__Assignment__. In the entries that follow, how many lines include "MockReporter"? Give the number and nothing else.

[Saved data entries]
__________

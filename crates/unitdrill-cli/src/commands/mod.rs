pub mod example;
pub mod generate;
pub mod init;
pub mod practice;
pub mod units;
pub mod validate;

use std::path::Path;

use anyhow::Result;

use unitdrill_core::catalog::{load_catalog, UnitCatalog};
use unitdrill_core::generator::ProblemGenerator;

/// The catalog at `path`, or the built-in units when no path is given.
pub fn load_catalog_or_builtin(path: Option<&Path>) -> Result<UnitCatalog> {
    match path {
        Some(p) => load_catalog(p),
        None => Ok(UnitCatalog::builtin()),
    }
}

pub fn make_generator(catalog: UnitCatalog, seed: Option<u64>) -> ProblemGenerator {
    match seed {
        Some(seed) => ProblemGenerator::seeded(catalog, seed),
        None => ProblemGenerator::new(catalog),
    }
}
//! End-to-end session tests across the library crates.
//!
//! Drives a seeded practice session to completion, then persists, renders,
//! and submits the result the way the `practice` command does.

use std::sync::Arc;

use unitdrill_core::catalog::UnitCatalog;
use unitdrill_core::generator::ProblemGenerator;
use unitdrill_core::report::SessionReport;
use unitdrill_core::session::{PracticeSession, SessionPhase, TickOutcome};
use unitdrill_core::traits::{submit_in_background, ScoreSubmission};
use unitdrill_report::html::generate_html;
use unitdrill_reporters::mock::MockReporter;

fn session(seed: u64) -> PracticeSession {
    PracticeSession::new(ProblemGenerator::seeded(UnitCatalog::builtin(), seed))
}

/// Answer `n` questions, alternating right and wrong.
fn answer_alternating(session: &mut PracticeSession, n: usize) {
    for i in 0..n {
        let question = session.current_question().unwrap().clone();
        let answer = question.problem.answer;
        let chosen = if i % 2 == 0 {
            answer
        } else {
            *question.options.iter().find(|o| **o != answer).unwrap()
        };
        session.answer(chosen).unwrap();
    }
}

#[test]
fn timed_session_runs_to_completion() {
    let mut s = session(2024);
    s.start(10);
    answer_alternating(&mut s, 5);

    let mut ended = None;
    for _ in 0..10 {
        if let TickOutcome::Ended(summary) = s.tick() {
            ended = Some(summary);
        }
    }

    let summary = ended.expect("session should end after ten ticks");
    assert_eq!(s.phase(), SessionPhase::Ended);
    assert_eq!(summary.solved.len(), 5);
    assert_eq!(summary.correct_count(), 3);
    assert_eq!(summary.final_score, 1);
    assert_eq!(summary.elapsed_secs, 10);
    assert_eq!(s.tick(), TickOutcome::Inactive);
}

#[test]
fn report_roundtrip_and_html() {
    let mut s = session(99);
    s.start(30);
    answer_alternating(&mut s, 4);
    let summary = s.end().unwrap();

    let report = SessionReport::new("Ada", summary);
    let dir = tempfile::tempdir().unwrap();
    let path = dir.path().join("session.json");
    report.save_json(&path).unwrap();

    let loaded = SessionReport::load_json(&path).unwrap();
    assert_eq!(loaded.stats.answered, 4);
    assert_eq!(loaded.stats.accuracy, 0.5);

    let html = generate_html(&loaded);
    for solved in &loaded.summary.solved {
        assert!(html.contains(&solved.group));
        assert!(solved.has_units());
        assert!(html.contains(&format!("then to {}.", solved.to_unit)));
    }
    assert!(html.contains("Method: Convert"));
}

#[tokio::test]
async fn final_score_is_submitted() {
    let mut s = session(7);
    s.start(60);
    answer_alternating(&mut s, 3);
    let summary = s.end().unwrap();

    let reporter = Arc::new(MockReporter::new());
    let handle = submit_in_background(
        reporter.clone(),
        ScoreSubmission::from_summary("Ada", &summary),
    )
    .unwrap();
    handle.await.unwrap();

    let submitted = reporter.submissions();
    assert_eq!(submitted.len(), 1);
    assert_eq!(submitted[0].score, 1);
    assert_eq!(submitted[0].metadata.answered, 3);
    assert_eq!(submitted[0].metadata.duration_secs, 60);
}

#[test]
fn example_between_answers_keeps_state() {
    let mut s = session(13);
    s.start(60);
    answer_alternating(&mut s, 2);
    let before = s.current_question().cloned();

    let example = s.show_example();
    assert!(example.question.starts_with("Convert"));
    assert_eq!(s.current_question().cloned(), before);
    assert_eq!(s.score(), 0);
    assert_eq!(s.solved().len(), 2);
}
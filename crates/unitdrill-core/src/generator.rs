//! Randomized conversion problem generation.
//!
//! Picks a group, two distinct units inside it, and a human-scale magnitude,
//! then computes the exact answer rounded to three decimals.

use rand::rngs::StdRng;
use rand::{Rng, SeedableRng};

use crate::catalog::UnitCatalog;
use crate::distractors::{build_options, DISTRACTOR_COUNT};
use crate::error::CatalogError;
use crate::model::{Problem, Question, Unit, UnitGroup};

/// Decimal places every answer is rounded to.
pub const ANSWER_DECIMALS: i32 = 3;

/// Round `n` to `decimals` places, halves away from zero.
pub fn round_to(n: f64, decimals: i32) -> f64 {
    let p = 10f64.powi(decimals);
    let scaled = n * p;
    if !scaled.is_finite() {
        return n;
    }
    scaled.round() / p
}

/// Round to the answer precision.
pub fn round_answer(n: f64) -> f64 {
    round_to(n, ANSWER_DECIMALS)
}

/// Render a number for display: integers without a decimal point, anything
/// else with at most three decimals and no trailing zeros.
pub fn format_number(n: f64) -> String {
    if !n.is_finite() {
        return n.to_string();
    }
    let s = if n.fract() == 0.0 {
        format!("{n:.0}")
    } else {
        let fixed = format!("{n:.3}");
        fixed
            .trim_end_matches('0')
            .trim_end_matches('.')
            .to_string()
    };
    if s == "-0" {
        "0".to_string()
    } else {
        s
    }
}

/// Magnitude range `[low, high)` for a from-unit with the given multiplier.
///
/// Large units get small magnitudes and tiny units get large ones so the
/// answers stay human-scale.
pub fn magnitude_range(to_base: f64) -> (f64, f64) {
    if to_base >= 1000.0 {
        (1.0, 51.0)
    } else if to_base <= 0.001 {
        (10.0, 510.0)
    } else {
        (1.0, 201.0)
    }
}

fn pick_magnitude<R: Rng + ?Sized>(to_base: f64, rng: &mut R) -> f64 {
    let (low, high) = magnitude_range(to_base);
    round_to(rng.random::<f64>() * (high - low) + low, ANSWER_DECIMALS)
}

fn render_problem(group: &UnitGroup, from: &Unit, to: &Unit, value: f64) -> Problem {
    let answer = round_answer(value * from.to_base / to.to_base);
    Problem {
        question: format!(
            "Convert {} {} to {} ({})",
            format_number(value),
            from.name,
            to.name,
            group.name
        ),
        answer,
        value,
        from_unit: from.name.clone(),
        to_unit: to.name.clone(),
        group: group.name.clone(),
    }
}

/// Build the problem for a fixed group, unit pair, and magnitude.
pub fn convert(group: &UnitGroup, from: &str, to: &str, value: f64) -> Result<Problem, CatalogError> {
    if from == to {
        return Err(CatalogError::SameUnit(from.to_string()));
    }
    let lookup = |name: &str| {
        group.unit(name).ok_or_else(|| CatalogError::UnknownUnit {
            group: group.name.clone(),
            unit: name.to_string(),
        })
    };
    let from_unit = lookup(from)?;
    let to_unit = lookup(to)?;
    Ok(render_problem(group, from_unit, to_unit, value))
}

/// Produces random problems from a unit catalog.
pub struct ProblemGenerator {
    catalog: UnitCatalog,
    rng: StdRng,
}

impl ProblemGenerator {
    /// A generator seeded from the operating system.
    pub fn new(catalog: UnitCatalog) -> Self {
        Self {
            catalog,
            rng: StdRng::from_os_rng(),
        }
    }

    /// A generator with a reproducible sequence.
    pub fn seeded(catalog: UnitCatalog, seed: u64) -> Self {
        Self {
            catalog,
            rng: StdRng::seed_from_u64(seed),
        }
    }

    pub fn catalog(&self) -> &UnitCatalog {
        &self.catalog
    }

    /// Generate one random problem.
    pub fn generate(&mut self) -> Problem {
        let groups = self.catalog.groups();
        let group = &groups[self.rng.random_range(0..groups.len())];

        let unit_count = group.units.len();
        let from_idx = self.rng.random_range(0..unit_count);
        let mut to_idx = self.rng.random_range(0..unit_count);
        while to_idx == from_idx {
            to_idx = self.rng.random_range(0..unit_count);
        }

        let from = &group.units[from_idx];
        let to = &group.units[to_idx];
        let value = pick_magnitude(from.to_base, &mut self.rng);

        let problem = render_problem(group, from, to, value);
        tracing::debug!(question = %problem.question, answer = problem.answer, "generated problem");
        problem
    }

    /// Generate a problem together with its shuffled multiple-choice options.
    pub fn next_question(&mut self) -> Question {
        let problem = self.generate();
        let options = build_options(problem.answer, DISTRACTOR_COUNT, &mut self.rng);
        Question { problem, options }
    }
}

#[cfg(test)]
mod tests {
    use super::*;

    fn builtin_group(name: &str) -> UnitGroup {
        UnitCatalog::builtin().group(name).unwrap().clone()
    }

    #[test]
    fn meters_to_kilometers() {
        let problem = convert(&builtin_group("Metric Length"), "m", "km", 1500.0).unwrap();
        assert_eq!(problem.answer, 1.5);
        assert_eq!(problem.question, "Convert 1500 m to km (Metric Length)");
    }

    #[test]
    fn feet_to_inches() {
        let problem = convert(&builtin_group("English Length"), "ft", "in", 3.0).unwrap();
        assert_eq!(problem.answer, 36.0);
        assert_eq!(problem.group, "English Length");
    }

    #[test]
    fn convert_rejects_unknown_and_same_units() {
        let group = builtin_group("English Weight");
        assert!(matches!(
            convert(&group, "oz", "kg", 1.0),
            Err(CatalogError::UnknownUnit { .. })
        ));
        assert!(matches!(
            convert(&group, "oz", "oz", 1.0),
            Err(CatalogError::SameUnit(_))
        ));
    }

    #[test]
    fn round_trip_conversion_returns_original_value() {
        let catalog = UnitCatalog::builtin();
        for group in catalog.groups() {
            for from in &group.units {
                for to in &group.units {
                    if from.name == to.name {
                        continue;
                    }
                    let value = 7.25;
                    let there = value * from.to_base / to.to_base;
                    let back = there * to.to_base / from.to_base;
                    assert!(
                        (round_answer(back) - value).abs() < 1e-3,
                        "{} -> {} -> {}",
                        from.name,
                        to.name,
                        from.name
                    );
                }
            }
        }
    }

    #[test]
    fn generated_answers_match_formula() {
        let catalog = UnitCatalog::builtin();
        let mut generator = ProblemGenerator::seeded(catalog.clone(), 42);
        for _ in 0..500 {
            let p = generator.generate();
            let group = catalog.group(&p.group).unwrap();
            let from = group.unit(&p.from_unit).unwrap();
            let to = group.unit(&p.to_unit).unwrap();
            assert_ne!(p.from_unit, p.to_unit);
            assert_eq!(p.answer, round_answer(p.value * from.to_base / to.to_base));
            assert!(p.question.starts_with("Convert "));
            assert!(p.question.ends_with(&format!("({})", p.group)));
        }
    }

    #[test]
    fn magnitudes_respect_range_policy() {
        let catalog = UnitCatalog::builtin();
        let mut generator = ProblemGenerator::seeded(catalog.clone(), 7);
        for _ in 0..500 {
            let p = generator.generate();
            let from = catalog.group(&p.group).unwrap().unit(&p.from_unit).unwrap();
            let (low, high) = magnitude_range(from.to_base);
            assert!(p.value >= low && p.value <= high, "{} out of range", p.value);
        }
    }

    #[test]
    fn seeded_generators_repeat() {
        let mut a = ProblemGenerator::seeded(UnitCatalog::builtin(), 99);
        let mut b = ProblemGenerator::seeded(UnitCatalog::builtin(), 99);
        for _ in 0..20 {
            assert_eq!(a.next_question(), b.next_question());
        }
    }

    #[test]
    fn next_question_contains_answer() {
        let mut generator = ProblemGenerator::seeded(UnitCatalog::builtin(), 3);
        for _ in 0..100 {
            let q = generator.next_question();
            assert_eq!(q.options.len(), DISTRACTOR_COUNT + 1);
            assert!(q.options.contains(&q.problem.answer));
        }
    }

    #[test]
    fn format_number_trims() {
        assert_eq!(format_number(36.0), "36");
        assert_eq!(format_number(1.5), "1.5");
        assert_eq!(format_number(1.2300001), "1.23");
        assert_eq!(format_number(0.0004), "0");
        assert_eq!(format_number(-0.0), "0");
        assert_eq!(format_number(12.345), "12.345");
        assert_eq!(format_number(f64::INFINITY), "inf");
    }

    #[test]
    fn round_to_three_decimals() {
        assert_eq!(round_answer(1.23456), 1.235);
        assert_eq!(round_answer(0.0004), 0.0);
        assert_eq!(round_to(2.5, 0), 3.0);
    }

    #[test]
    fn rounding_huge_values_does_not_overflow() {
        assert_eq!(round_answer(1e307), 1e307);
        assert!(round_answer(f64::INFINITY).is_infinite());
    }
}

__________

__Problem solution__. 2